_Dataset content:_
use anyhow::{Context, Result};
use clap::Parser;
use kubecis::cli::{Cli, OutputFormat};
use kubecis::config::{Config, DEFAULT_CONFIG_PATH};
use kubecis::controls::Controls;
use kubecis::{plan, procfs, version};
use std::path::Path;
use tracing_subscriber::EnvFilter;

/// Initialize tracing subscriber; --debug turns on trace output
fn init_tracing(debug: bool) {
    let mut filter = EnvFilter::from_default_env();
    if debug {
        filter = filter.add_directive(tracing::Level::TRACE.into());
    }
    tracing_subscriber::fmt()
        .with_env_filter(filter)
        .with_writer(std::io::stderr)
        .init();
}

/// Explicit --config, then cfg/config.toml, then the built-in configuration
fn load_config(path: Option<&Path>) -> Result<Config> {
    if let Some(path) = path {
        return Ok(Config::from_file(path)?);
    }
    if Path::new(DEFAULT_CONFIG_PATH).exists() {
        return Ok(Config::from_file(DEFAULT_CONFIG_PATH)?);
    }
    tracing::debug!("using built-in configuration");
    Ok(Config::default_config()?)
}

fn main() -> Result<()> {
    let args = Cli::parse();

    init_tracing(args.debug);

    let config = load_config(args.config.as_deref())?;

    let controls = match &args.controls {
        Some(path) => Some(Controls::from_file(path)?),
        None => None,
    };

    let plan = plan::build(
        &args.plan_request(),
        &config,
        controls.as_ref(),
        version::resolve_cluster_version,
        procfs::running_binaries,
    )?;

    match args.format {
        OutputFormat::Text => print!("{}", plan.render_text()),
        OutputFormat::Json => println!(
            "{}",
            serde_json::to_string_pretty(&plan).context("Failed to serialize run plan")?
        ),
    }

    Ok(())
}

_Task details:_
Reproduce the listing above precisely.

_Answer space:_
use anyhow::{Context, Result};
use clap::Parser;
use kubecis::cli::{Cli, OutputFormat};
use kubecis::config::{Config, DEFAULT_CONFIG_PATH};
use kubecis::controls::Controls;
use kubecis::{plan, procfs, version};
use std::path::Path;
use tracing_subscriber::EnvFilter;

/// Initialize tracing subscriber; --debug turns on trace output
fn init_tracing(debug: bool) {
    let mut filter = EnvFilter::from_default_env();
    if debug {
        filter = filter.add_directive(tracing::Level::TRACE.into());
    }
    tracing_subscriber::fmt()
        .with_env_filter(filter)
        .with_writer(std::io::stderr)
        .init();
}

/// Explicit --config, then cfg/config.toml, then the built-in configuration
fn load_config(path: Option<&Path>) -> Result<Config> {
    if let Some(path) = path {
        return Ok(Config::from_file(path)?);
    }
    if Path::new(DEFAULT_CONFIG_PATH).exists() {
        return Ok(Config::from_file(DEFAULT_CONFIG_PATH)?);
    }
    tracing::debug!("using built-in configuration");
    Ok(Config::default_config()?)
}

fn main() -> Result<()> {
    let args = Cli::parse();

    init_tracing(args.debug);

    let config = load_config(args.config.as_deref())?;

    let controls = match &args.controls {
        Some(path) => Some(Controls::from_file(path)?),
        None => None,
    };

    let plan = plan::build(
        &args.plan_request(),
        &config,
        controls.as_ref(),
        version::resolve_cluster_version,
        procfs::running_binaries,
    )?;

    match args.format {
        OutputFormat::Text => print!("{}", plan.render_text()),
        OutputFormat::Json => println!(
            "{}",
            serde_json::to_string_pretty(&plan).context("Failed to serialize run plan")?
        ),
    }

    Ok(())
}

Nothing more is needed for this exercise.